§ ASSIGNED TASK
Search the records that follow and extract every line containing the string "BinOpKind".

--- SOURCE MATERIAL Enclosed Below ---

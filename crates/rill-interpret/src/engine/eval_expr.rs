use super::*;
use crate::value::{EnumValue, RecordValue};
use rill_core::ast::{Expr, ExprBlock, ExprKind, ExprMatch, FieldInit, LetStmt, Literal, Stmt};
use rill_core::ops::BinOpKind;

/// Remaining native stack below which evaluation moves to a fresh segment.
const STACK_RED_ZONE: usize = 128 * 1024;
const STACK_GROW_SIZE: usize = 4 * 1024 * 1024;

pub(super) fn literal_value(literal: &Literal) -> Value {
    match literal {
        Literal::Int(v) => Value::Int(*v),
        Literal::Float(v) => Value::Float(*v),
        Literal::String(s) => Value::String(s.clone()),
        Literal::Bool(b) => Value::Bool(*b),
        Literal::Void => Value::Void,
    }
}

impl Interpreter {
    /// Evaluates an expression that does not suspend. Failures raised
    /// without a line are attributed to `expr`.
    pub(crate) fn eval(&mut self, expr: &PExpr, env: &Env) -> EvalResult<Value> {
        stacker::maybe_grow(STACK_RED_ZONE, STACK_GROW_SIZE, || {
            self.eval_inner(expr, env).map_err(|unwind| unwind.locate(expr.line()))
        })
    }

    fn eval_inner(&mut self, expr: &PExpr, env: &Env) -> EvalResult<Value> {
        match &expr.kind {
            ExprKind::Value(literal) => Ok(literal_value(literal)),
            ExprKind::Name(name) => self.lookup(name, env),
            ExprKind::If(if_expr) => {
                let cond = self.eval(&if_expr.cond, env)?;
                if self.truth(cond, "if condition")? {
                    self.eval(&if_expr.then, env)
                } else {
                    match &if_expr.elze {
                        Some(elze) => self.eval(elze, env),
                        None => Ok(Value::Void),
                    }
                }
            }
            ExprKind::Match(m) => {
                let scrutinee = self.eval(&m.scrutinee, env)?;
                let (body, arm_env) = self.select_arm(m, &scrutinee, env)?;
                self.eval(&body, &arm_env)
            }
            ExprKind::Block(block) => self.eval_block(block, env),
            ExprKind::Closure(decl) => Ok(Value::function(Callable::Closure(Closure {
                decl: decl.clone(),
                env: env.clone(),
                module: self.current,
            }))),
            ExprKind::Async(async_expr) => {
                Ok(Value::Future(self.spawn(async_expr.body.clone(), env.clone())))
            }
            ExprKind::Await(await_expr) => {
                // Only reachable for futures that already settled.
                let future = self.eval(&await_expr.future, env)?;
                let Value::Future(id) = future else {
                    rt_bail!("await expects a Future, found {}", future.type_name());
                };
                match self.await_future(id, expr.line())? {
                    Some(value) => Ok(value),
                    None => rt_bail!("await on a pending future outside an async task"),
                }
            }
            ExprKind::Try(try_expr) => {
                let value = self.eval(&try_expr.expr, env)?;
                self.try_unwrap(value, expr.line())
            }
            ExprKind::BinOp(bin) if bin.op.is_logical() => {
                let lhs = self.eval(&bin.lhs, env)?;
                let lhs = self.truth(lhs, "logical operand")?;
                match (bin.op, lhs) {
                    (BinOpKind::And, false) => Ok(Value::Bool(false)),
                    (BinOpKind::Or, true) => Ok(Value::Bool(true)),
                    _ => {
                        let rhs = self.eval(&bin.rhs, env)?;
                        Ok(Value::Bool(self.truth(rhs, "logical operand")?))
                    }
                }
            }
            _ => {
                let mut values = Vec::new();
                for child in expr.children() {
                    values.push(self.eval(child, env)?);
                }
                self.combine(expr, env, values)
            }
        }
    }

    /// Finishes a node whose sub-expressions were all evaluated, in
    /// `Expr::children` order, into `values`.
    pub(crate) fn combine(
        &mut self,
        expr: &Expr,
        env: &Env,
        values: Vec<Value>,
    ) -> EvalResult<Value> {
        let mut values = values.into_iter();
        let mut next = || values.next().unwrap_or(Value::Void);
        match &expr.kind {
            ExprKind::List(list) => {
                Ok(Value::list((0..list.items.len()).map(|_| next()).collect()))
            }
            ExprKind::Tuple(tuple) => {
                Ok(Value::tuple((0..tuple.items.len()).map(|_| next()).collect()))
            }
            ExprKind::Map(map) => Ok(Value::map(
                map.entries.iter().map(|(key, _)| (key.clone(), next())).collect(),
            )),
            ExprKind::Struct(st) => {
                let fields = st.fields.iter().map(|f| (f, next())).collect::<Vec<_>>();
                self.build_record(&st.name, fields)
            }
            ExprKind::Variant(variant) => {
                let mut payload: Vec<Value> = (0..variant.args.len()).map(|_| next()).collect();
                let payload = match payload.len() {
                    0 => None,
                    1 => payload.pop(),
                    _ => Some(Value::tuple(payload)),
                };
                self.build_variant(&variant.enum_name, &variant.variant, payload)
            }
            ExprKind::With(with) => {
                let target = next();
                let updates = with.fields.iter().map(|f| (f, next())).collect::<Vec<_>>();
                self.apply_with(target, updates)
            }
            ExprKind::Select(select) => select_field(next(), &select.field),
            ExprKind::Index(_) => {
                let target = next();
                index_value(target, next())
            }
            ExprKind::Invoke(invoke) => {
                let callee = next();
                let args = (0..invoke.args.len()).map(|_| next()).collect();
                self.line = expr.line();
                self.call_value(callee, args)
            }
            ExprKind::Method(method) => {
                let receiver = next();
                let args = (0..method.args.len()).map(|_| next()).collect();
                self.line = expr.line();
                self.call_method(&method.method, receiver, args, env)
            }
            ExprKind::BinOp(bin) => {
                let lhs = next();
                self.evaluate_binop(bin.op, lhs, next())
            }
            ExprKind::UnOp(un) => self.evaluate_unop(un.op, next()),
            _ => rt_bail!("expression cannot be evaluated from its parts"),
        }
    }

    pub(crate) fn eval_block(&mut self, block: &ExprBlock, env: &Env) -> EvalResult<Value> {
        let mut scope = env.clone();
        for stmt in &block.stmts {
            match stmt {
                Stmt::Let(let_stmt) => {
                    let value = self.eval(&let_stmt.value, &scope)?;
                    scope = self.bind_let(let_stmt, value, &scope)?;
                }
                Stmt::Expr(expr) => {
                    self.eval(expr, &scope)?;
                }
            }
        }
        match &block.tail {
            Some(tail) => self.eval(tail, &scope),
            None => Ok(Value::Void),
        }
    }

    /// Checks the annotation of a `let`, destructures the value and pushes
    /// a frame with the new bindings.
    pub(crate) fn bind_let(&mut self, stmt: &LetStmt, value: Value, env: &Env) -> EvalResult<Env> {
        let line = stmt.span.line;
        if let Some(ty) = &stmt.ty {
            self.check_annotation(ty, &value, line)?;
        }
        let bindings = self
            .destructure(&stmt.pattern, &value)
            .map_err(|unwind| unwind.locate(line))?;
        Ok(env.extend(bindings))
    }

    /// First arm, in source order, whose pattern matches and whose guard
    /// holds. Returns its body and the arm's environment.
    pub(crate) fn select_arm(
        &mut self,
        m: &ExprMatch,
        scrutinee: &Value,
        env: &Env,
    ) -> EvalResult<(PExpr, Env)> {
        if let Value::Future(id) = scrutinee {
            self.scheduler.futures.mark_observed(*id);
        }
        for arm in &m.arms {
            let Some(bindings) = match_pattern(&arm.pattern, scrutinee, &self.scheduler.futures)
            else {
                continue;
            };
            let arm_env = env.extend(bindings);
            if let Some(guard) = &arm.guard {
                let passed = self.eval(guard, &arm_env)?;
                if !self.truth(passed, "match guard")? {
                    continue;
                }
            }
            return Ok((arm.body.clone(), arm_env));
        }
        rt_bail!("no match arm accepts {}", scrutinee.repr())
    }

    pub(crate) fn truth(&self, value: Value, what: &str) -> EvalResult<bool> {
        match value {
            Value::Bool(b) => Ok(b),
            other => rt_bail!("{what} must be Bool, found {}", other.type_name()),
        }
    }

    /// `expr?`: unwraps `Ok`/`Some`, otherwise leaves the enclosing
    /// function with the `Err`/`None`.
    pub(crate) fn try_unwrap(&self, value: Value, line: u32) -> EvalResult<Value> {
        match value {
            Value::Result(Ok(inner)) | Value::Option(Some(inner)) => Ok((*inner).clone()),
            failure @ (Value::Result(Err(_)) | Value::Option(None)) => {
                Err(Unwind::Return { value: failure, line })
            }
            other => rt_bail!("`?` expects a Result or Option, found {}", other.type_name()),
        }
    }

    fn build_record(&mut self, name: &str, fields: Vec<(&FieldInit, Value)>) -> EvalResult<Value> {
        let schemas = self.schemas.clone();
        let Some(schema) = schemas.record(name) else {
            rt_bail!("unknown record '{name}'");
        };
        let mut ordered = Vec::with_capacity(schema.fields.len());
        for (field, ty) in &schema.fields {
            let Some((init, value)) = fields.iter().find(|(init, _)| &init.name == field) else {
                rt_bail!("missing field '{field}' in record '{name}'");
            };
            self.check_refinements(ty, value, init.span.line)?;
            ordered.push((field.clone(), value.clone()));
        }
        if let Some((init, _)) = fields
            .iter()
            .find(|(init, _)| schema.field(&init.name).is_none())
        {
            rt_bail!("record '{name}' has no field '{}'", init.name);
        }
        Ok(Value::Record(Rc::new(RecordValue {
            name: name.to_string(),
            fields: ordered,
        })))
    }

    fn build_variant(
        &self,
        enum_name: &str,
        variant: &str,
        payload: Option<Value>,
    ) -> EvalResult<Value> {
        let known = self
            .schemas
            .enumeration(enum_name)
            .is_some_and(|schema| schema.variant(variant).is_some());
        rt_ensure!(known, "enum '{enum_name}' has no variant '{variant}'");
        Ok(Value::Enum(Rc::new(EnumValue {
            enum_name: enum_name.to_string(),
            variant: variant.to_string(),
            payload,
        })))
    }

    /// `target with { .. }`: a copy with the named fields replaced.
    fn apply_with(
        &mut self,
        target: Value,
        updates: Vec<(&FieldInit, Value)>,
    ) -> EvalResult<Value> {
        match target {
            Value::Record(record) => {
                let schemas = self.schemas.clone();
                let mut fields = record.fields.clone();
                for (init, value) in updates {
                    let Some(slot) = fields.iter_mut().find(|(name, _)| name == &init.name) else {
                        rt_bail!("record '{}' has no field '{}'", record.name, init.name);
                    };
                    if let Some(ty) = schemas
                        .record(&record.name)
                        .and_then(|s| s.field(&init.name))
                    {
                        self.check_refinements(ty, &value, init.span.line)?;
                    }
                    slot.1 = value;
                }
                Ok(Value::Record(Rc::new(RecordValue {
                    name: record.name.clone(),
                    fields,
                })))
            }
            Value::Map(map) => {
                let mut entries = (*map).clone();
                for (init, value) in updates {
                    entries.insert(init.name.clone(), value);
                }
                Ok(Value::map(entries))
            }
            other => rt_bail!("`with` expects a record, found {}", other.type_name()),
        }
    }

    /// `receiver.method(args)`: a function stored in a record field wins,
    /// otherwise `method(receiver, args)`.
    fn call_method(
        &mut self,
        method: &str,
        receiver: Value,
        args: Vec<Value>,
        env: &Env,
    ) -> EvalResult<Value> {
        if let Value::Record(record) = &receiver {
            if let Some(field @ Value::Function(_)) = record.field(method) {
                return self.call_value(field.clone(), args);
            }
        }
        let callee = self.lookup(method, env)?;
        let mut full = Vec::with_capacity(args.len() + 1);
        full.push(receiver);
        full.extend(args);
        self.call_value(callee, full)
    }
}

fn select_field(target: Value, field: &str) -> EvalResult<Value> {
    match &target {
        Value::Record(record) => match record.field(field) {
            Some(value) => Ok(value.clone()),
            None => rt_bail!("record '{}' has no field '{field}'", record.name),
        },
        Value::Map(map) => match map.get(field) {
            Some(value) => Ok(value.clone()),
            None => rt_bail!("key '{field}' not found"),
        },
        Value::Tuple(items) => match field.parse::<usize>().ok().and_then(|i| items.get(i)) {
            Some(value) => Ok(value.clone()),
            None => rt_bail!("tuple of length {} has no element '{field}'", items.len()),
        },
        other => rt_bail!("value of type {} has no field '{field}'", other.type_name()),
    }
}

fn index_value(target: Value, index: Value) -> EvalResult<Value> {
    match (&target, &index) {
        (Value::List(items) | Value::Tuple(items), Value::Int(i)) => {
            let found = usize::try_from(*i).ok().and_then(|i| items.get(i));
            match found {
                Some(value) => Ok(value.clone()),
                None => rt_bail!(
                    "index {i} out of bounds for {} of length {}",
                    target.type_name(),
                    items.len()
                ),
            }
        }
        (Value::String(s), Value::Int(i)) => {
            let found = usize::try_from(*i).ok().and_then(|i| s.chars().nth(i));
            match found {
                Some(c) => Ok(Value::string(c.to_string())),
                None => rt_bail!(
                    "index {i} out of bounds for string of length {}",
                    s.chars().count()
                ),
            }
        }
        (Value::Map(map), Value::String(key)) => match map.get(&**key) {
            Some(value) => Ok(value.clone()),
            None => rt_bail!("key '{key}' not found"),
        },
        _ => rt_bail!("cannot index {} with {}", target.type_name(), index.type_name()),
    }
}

--- End of Enclosed SOURCE MATERIAL ---
--- SOURCE MATERIAL Enclosed Below ---

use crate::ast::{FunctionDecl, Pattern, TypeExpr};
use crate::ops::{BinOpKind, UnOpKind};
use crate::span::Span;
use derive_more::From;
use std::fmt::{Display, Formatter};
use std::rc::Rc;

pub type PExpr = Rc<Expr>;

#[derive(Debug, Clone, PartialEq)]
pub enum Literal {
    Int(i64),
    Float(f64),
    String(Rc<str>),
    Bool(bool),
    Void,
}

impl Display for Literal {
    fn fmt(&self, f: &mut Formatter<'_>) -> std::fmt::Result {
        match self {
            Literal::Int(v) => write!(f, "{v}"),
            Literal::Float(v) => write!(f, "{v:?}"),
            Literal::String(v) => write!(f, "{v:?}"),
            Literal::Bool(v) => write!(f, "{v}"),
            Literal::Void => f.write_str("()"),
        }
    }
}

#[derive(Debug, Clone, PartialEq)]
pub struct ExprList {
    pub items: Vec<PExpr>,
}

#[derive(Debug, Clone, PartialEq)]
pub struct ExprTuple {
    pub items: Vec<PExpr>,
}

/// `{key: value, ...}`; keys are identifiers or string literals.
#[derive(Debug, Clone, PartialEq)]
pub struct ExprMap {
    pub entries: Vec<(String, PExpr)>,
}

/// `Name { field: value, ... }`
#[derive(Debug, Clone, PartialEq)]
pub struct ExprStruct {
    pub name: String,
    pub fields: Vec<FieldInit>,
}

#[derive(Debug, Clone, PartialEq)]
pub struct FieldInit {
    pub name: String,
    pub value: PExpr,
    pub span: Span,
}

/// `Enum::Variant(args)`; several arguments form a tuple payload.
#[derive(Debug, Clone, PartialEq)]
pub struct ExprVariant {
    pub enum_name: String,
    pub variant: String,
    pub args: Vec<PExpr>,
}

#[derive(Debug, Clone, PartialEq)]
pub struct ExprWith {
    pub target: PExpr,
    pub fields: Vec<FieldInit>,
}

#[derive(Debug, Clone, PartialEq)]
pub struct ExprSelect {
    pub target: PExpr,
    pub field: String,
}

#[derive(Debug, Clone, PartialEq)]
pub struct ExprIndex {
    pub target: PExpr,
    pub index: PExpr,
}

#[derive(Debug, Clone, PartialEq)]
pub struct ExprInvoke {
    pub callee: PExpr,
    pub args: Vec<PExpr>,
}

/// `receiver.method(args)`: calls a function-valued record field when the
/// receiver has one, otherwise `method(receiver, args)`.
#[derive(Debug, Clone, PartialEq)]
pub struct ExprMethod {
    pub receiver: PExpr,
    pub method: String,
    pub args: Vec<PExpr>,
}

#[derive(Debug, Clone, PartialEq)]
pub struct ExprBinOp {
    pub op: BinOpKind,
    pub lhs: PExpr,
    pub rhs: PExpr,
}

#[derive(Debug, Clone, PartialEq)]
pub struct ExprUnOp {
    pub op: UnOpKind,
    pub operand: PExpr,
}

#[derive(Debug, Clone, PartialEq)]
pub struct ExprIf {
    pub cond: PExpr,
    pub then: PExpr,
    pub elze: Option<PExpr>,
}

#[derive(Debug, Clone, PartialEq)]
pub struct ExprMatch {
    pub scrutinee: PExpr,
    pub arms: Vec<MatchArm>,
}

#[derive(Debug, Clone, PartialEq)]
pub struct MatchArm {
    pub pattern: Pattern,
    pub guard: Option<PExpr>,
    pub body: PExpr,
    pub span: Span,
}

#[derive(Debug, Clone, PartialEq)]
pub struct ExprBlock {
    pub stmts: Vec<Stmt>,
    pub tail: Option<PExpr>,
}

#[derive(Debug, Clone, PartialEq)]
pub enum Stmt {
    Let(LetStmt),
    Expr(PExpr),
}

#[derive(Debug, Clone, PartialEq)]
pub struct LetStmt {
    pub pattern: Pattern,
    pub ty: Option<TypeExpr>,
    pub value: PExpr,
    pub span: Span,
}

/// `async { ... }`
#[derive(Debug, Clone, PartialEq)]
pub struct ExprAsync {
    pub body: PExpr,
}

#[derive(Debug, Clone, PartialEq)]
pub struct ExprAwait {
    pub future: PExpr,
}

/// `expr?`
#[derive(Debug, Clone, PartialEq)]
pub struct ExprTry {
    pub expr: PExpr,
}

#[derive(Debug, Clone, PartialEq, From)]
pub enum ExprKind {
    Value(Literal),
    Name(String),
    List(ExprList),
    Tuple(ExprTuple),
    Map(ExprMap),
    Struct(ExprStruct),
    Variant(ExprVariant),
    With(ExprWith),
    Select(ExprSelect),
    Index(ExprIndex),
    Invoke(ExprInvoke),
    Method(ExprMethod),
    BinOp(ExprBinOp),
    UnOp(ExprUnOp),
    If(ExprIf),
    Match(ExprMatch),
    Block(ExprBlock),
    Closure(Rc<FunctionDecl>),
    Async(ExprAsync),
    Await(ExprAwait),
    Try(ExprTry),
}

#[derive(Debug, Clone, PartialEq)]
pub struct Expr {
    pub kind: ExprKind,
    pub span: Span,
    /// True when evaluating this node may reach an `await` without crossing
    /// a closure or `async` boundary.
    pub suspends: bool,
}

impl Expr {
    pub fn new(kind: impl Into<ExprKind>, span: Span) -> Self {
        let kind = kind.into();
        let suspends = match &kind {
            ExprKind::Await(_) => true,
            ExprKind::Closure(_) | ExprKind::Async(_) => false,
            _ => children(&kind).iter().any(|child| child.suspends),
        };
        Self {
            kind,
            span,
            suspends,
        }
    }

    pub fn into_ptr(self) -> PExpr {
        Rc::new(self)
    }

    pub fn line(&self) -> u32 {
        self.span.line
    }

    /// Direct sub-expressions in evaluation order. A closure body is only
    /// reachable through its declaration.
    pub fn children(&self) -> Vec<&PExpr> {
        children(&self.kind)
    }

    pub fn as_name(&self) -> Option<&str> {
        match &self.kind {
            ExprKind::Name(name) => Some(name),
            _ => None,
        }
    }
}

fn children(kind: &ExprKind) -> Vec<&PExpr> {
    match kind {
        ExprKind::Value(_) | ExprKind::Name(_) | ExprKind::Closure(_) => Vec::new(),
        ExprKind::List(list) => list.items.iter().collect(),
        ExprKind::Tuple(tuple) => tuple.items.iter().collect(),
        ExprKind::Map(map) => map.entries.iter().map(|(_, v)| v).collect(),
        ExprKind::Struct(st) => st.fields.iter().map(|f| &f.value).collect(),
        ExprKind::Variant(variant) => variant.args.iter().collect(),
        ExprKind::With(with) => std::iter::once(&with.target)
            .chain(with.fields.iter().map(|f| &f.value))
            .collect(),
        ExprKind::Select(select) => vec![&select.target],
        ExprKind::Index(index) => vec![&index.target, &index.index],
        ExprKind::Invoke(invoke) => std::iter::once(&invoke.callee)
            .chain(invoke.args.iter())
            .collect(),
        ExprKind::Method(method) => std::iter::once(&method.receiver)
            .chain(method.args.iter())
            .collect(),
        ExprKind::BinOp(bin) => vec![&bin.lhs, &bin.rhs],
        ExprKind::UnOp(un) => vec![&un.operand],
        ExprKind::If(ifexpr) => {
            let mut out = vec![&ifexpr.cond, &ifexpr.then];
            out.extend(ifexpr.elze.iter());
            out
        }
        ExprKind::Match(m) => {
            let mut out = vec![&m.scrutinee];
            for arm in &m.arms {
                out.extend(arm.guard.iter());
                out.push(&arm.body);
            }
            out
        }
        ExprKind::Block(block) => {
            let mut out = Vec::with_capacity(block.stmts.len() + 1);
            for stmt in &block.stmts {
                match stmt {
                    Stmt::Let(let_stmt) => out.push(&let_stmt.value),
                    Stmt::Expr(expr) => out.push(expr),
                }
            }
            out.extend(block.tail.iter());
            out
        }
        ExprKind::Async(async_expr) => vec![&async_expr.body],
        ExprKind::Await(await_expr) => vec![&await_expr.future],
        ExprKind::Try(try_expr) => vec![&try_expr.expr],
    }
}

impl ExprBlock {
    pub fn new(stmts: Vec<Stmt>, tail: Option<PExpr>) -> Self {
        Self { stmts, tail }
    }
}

--- End of Enclosed SOURCE MATERIAL ---

§ OUTPUT FOR THIS EXERCISE
use rill_core::ops::BinOpKind;
                    (BinOpKind::And, false) => Ok(Value::Bool(false)),
                    (BinOpKind::Or, true) => Ok(Value::Bool(true)),
use crate::ops::{BinOpKind, UnOpKind};
    pub op: BinOpKind,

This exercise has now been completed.